- [Instructions to follow]
Beginning with the first line of the data below, set down each line exactly through the line that contains "use serde_json::json;".

[Records from a data collection]
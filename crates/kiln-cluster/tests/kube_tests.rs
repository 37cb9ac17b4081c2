//! REST adapter tests against a mock API server.

use kiln_cluster::{KubeCluster, KubeConfig};
use kiln_core::Error;
use kiln_core::ports::ClusterApi;
use kiln_core::sandbox::{
    ConfigObject, ConfigObjectKind, ResourceRequirements, SandboxPhase, SandboxRef, SandboxSpec,
    SecurityProfile, UnitSpec,
};
use serde_json::json;
use std::collections::BTreeMap;
use wiremock::matchers::{body_partial_json, header, method, path, query_param};
use wiremock::{Mock, MockServer, ResponseTemplate};

fn cluster(server: &MockServer) -> KubeCluster {
    let config = KubeConfig::parse(&server.uri())
        .unwrap()
        .with_token("test-token");
    KubeCluster::new(config).unwrap()
}

fn spec() -> SandboxSpec {
    SandboxSpec {
        name: "kiln-build-1234abcd".to_string(),
        namespace: "ci".to_string(),
        labels: BTreeMap::from([("kiln.dev/managed-by".to_string(), "kiln".to_string())]),
        annotations: BTreeMap::new(),
        primary: UnitSpec {
            name: "runner".to_string(),
            image: "ubuntu:22.04".to_string(),
            command: None,
            working_dir: None,
            env: BTreeMap::new(),
            env_from: vec![],
            ports: vec![],
            mounts: vec![],
            resources: ResourceRequirements::default(),
            security: SecurityProfile::default(),
        },
        services: vec![],
        volumes: vec![],
        config_objects: vec![],
        node_selector: BTreeMap::new(),
        tolerations: vec![],
        affinity: vec![],
        service_account: None,
        active_deadline_seconds: None,
        termination_grace_seconds: 10,
    }
}

fn status_body(reason: &str, message: &str, code: u16) -> serde_json::Value {
    json!({
        "kind": "Status",
        "apiVersion": "v1",
        "status": "Failure",
        "reason": reason,
        "message": message,
        "code": code
    })
}

#[tokio::test]
async fn test_create_sandbox_posts_pod_with_bearer_token() {
    let server = MockServer::start().await;
    Mock::given(method("POST"))
        .and(path("/api/v1/namespaces/ci/pods"))
        .and(header("authorization", "Bearer test-token"))
        .and(body_partial_json(json!({
            "kind": "Pod",
            "metadata": { "name": "kiln-build-1234abcd" }
        })))
        .respond_with(ResponseTemplate::new(201).set_body_json(json!({})))
        .expect(1)
        .mount(&server)
        .await;

    cluster(&server).create_sandbox(&spec()).await.unwrap();
}

#[tokio::test]
async fn test_quota_rejection_is_admission_error() {
    let server = MockServer::start().await;
    Mock::given(method("POST"))
        .and(path("/api/v1/namespaces/ci/pods"))
        .respond_with(ResponseTemplate::new(403).set_body_json(status_body(
            "Forbidden",
            "exceeded quota: compute-resources",
            403,
        )))
        .mount(&server)
        .await;

    let err = cluster(&server).create_sandbox(&spec()).await.unwrap_err();
    match err {
        Error::Admission(message) => assert!(message.contains("exceeded quota")),
        other => panic!("expected admission error, got {:?}", other),
    }
}

#[tokio::test]
async fn test_existing_config_object_is_already_exists() {
    let server = MockServer::start().await;
    Mock::given(method("POST"))
        .and(path("/api/v1/namespaces/ci/configmaps"))
        .respond_with(ResponseTemplate::new(409).set_body_json(status_body(
            "AlreadyExists",
            "configmaps \"kiln-build-env\" already exists",
            409,
        )))
        .mount(&server)
        .await;

    let object = ConfigObject {
        name: "kiln-build-env".to_string(),
        kind: ConfigObjectKind::ConfigMap,
        labels: BTreeMap::new(),
        data: BTreeMap::from([("CI".to_string(), "true".to_string())]),
    };
    let err = cluster(&server)
        .create_config_object("ci", &object)
        .await
        .unwrap_err();
    assert!(matches!(err, Error::AlreadyExists(_)));
}

#[tokio::test]
async fn test_get_sandbox_parses_status_and_absent_is_none() {
    let server = MockServer::start().await;
    Mock::given(method("GET"))
        .and(path("/api/v1/namespaces/ci/pods/kiln-build-1234abcd"))
        .respond_with(ResponseTemplate::new(200).set_body_json(json!({
            "metadata": { "name": "kiln-build-1234abcd", "namespace": "ci" },
            "spec": { "nodeName": "node-7" },
            "status": {
                "phase": "Running",
                "containerStatuses": [
                    { "name": "runner", "ready": true, "restartCount": 0, "state": { "running": {} } }
                ]
            }
        })))
        .mount(&server)
        .await;
    Mock::given(method("GET"))
        .and(path("/api/v1/namespaces/ci/pods/gone"))
        .respond_with(ResponseTemplate::new(404).set_body_json(status_body(
            "NotFound",
            "pods \"gone\" not found",
            404,
        )))
        .mount(&server)
        .await;

    let cluster = cluster(&server);
    let status = cluster
        .get_sandbox(&SandboxRef::new("ci", "kiln-build-1234abcd"))
        .await
        .unwrap()
        .unwrap();
    assert_eq!(status.phase, SandboxPhase::Running);
    assert_eq!(status.node_name.as_deref(), Some("node-7"));
    assert!(status.primary().unwrap().ready);

    let missing = cluster.get_sandbox(&SandboxRef::new("ci", "gone")).await.unwrap();
    assert!(missing.is_none());
}

#[tokio::test]
async fn test_delete_sends_grace_period_and_maps_not_found() {
    let server = MockServer::start().await;
    Mock::given(method("DELETE"))
        .and(path("/api/v1/namespaces/ci/pods/kiln-build-1234abcd"))
        .and(body_partial_json(json!({ "gracePeriodSeconds": 0 })))
        .respond_with(ResponseTemplate::new(404).set_body_json(status_body(
            "NotFound",
            "pods \"kiln-build-1234abcd\" not found",
            404,
        )))
        .expect(1)
        .mount(&server)
        .await;

    let err = cluster(&server)
        .delete_sandbox(&SandboxRef::new("ci", "kiln-build-1234abcd"), 0)
        .await
        .unwrap_err();
    assert!(err.is_not_found());
}

#[tokio::test]
async fn test_list_sandboxes_uses_label_selector() {
    let server = MockServer::start().await;
    Mock::given(method("GET"))
        .and(path("/api/v1/namespaces/ci/pods"))
        .and(query_param("labelSelector", "kiln.dev/managed-by=kiln"))
        .respond_with(ResponseTemplate::new(200).set_body_json(json!({
            "items": [
                { "metadata": { "name": "kiln-a", "labels": { "kiln.dev/managed-by": "kiln" } },
                  "status": { "phase": "Running" } },
                { "metadata": { "name": "kiln-b", "namespace": "ci" },
                  "status": { "phase": "Pending" } }
            ]
        })))
        .mount(&server)
        .await;

    let selector = BTreeMap::from([("kiln.dev/managed-by".to_string(), "kiln".to_string())]);
    let pods = cluster(&server).list_sandboxes("ci", &selector).await.unwrap();
    assert_eq!(pods.len(), 2);
    assert_eq!(pods[0].0, SandboxRef::new("ci", "kiln-a"));
    assert_eq!(pods[1].1.phase, SandboxPhase::Pending);
}

#[tokio::test]
async fn test_logs_tail() {
    let server = MockServer::start().await;
    Mock::given(method("GET"))
        .and(path("/api/v1/namespaces/ci/pods/kiln-a/log"))
        .and(query_param("container", "svc-postgres"))
        .and(query_param("tailLines", "2"))
        .respond_with(ResponseTemplate::new(200).set_body_string("ready\naccepting connections\n"))
        .mount(&server)
        .await;

    let lines = cluster(&server)
        .logs(&SandboxRef::new("ci", "kiln-a"), "svc-postgres", 2)
        .await
        .unwrap();
    assert_eq!(lines, vec!["ready", "accepting connections"]);
}

#[tokio::test]
async fn test_server_error_keeps_status_code() {
    let server = MockServer::start().await;
    Mock::given(method("GET"))
        .and(path("/api/v1/namespaces/ci/secrets/kiln-a-secrets"))
        .respond_with(ResponseTemplate::new(500).set_body_string("etcdserver: request timed out"))
        .mount(&server)
        .await;

    let err = cluster(&server)
        .get_config_object("ci", ConfigObjectKind::Secret, "kiln-a-secrets")
        .await
        .unwrap_err();
    match err {
        Error::ClusterApi { status, message } => {
            assert_eq!(status, 500);
            assert!(message.contains("timed out"));
        }
        other => panic!("unexpected error {:?}", other),
    }
}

- [Your solution]
filename crates/kiln-cluster/tests/kube_tests.rs
repository 37cb9ac17b4081c2
//! REST adapter tests against a mock API server.

use kiln_cluster::{KubeCluster, KubeConfig};
use kiln_core::Error;
use kiln_core::ports::ClusterApi;
use kiln_core::sandbox::{
    ConfigObject, ConfigObjectKind, ResourceRequirements, SandboxPhase, SandboxRef, SandboxSpec,
    SecurityProfile, UnitSpec,
};
use serde_json::json;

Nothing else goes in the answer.